Louisa Escobar sits in a rocking chair in the dimly lit room of the neonatal intensive care unit. She lowers the straps of her tank top and places baby Maria-Magdolena, born with a full head of dark hair, on her bare chest.
Escobar covers Maria-Magdolena’s tiny, naked body with a small elephant-print blanket. The baby nuzzles against her mother’s breasts as Escobar begins to slowly rock the chair.
Since Maria-Magdolena was born six weeks prematurely on New Year’s Day, this is how Escobar and her baby have spent much of their time in the unit at Legacy Salmon Creek Medical Center.
“I know how important it is to have skin-to-skin contact with baby,” Escobar said. “I do that with her as much as possible. I want her to get as healthy as possible.”
That skin-to-skin contact was the focus of a two-week campaign, called Kangaroo-a-thon, in the neonatal intensive care unit at the Vancouver hospital.

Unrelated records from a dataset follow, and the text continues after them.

//! Ordered header lists.

use std::fmt;

/// An ordered list of header fields.
///
/// Field names are stored lower-cased, as HTTP/2 requires. Insertion order
/// is preserved so pseudo-headers stay ahead of regular fields on the wire.
#[derive(Clone, Default, PartialEq, Eq)]
pub struct Headers {
    fields: Vec<(String, String)>,
}

impl Headers {
    pub fn new() -> Self {
        Self::default()
    }

    /// Set `name` to `value`, replacing an existing field of the same name
    /// in place or appending a new one.
    pub fn insert(&mut self, name: impl AsRef<str>, value: impl Into<String>) {
        let name = name.as_ref().to_ascii_lowercase();
        let value = value.into();
        match self.fields.iter_mut().find(|(n, _)| *n == name) {
            Some(field) => field.1 = value,
            None => self.fields.push((name, value)),
        }
    }

    /// Append a field without replacing earlier ones.
    pub fn append(&mut self, name: impl AsRef<str>, value: impl Into<String>) {
        self.fields
            .push((name.as_ref().to_ascii_lowercase(), value.into()));
    }

    /// First value for `name`.
    pub fn get(&self, name: &str) -> Option<&str> {
        self.fields
            .iter()
            .find(|(n, _)| n.eq_ignore_ascii_case(name))
            .map(|(_, v)| v.as_str())
    }

    pub fn contains(&self, name: &str) -> bool {
        self.get(name).is_some()
    }

    pub fn len(&self) -> usize {
        self.fields.len()
    }

    pub fn is_empty(&self) -> bool {
        self.fields.is_empty()
    }

    pub fn iter(&self) -> impl Iterator<Item = (&str, &str)> {
        self.fields.iter().map(|(n, v)| (n.as_str(), v.as_str()))
    }

    /// Pseudo-header fields (`:`-prefixed) followed by regular fields, with
    /// `defaults` inserted among the pseudo-headers when absent.
    pub fn with_pseudo_defaults(&self, defaults: &[(&str, &str)]) -> Headers {
        let mut out = Headers::new();
        for (name, value) in self.iter().filter(|(n, _)| n.starts_with(':')) {
            out.append(name, value);
        }
        for (name, value) in defaults {
            if !out.contains(name) {
                out.append(name, *value);
            }
        }
        for (name, value) in self.iter().filter(|(n, _)| !n.starts_with(':')) {
            out.append(name, value);
        }
        out
    }

    pub(crate) fn extend_raw(&mut self, raw: Vec<(Vec<u8>, Vec<u8>)>) {
        for (name, value) in raw {
            self.fields.push((
                String::from_utf8_lossy(&name).to_ascii_lowercase(),
                String::from_utf8_lossy(&value).into_owned(),
            ));
        }
    }
}

impl fmt::Debug for Headers {
    fn fmt(&self, f: &mut fmt::Formatter<'_>) -> fmt::Result {
        f.debug_map().entries(self.iter()).finish()
    }
}

impl<N: AsRef<str>, V: Into<String>> FromIterator<(N, V)> for Headers {
    fn from_iter<I: IntoIterator<Item = (N, V)>>(iter: I) -> Self {
        let mut headers = Headers::new();
        for (name, value) in iter {
            headers.insert(name, value);
        }
        headers
    }
}

#[cfg(test)]
mod tests {
    use super::*;

    #[test]
    fn insert_replaces_and_lowercases() {
        let mut headers = Headers::new();
        headers.insert("APNS-Topic", "a");
        headers.insert("apns-topic", "b");
        assert_eq!(headers.len(), 1);
        assert_eq!(headers.get("Apns-Topic"), Some("b"));
    }

    #[test]
    fn pseudo_defaults_go_before_regular_fields() {
        let headers: Headers = [
            (":method", "POST"),
            (":path", "/3/device/abc"),
            ("content-length", "2"),
            ("apns-id", "x"),
        ]
        .into_iter()
        .collect();
        let wire = headers.with_pseudo_defaults(&[(":scheme", "https"), (":path", "/ignored")]);
        let names: Vec<&str> = wire.iter().map(|(n, _)| n).collect();
        assert_eq!(
            names,
            vec![":method", ":path", ":scheme", "content-length", "apns-id"]
        );
        assert_eq!(wire.get(":path"), Some("/3/device/abc"));
    }
}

The event name stems from a practice promoted in the hospital: kangaroo care.
With kangaroo care, the baby, naked except for a diaper, is held in an upright position against a parent’s bare chest. A blanket is draped over the baby’s back, creating a pouch for the baby.
Studies have found numerous benefits to kangaroo care, including stabilizing the baby’s heart rate, promoting a more regular breathing pattern, improving oxygen saturation levels, promoting growth and development, increasing sleep time and weight gain, and decreasing crying. Kangaroo care has also been found to lead to earlier hospital discharge.

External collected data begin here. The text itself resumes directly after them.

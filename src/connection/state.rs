//! Connection identity and lifecycle state.

use std::sync::atomic::{AtomicU64, Ordering};

/// Global atomic counter for connection IDs.
/// Using relaxed ordering is sufficient since we only need uniqueness, not synchronization.
static CONNECTION_ID_COUNTER: AtomicU64 = AtomicU64::new(1);

/// Unique identifier for a connection, used in logs and metrics.
#[derive(Debug, Clone, Copy, PartialEq, Eq, Hash)]
pub struct ConnectionId(u64);

impl ConnectionId {
    /// Generate a new unique connection ID.
    pub fn next() -> Self {
        Self(CONNECTION_ID_COUNTER.fetch_add(1, Ordering::Relaxed))
    }

    pub fn as_u64(&self) -> u64 {
        self.0
    }
}

impl std::fmt::Display for ConnectionId {
    fn fmt(&self, f: &mut std::fmt::Formatter<'_>) -> std::fmt::Result {
        write!(f, "conn-{}", self.0)
    }
}

/// Connection lifecycle.
///
/// ```text
/// Disconnected ──connect()──▶ Connecting ──peer SETTINGS──▶ Connected
///      ▲                          │  ▲                           │
///      │        budget spent      │  └──── retryable fault ──────┤
///      └──────────────────────────┘                              │
///      └───────────── disconnect() / fatal fault ────────────────┘
/// ```
#[derive(Debug, Clone, Copy, PartialEq, Eq, Default)]
pub enum ConnectionState {
    #[default]
    Disconnected,
    Connecting,
    Connected,
}

impl ConnectionState {
    pub fn as_str(&self) -> &'static str {
        match self {
            ConnectionState::Disconnected => "disconnected",
            ConnectionState::Connecting => "connecting",
            ConnectionState::Connected => "connected",
        }
    }

    /// Numeric form used for the state gauge.
    pub fn as_gauge(&self) -> u8 {
        match self {
            ConnectionState::Disconnected => 0,
            ConnectionState::Connecting => 1,
            ConnectionState::Connected => 2,
        }
    }
}

impl std::fmt::Display for ConnectionState {
    fn fmt(&self, f: &mut std::fmt::Formatter<'_>) -> std::fmt::Result {
        f.write_str(self.as_str())
    }
}

#[cfg(test)]
mod tests {
    use super::*;

    #[test]
    fn connection_id_unique() {
        let id1 = ConnectionId::next();
        let id2 = ConnectionId::next();
        assert_ne!(id1, id2);
        assert!(id2.as_u64() > id1.as_u64());
        assert_eq!(id1.to_string(), format!("conn-{}", id1.as_u64()));
    }

    #[test]
    fn state_names() {
        assert_eq!(ConnectionState::default(), ConnectionState::Disconnected);
        assert_eq!(ConnectionState::Connecting.to_string(), "connecting");
        assert_eq!(ConnectionState::Connected.as_gauge(), 2);
    }
}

“We try to do it as soon as they’re able,” said Kacia Gauthier, NICU nurse manager. “The more, the better.”
Studies have shown babies sleep better with kangaroo care, and during sleep is when the brain grows and develops, Gauthier said. They encourage parents to sit in the quiet and rest with the baby on their chest, she said.
“It’s making sure that baby can get some really good sleep,” Gauthier said.
Research has shown the skin-to-skin contact has benefits for parents, too, including improved bonding and feelings of closeness, increased milk supply and increased confidence.
Tina Stockton of Amboy gave birth to her son, Carson, 10 weeks early on Dec. 2. Carson was delivered by emergency cesarean section. Stockton wasn’t awake when Carson was born and spent several days in the hospital recovering from complications, which kept her from seeing her son as often as she would have liked.
“I think the kangaroo care has given me the opportunity to bond with him,” Stockton said. “It’s weird to have a baby and not take him home.”
Stockton and her 2-year-old daughter, Addison, spend about four hours during the day with Carson — much of that time doing kangaroo care. And when Stockton’s husband, James, gets off work, he goes to the hospital to spend a few hours with Carson.
Kangaroo care has not only helped Stockton and her husband bond with Carson, but has helped introduce Addison to life with a baby brother, Stockton said. Stockton also found the kangaroo care helped her to move past her nervousness about holding her son while he had tubes connected to his small body.
“I was afraid to move him, to touch him,” she said.
Kangaroo care became a point of emphasis in the Legacy Salmon Creek NICU a couple of years ago. The NICU nurses received training on kangaroo care and attended a presentation on the benefits to baby, Gauthier said. When patients come into the NICU, the nurses share that knowledge with parents, and teach them how to pick up their baby and place him or her in position, she said.
This year, the hospital decided to celebrate the practice with the Kangaroo-a-thon.
“It’s really good,” Escobar said. “It will help bring mothers closer to their babies — and their fathers, too.”
Escobar said she hopes the extra skin-to-skin contact will allow her and her husband, Nelson, to take baby Maria-Magdolena to their home in Westport, Ore., sooner than they otherwise would be able.
“Daddy and me, every moment we can, we have her on our chest,” Escobar said.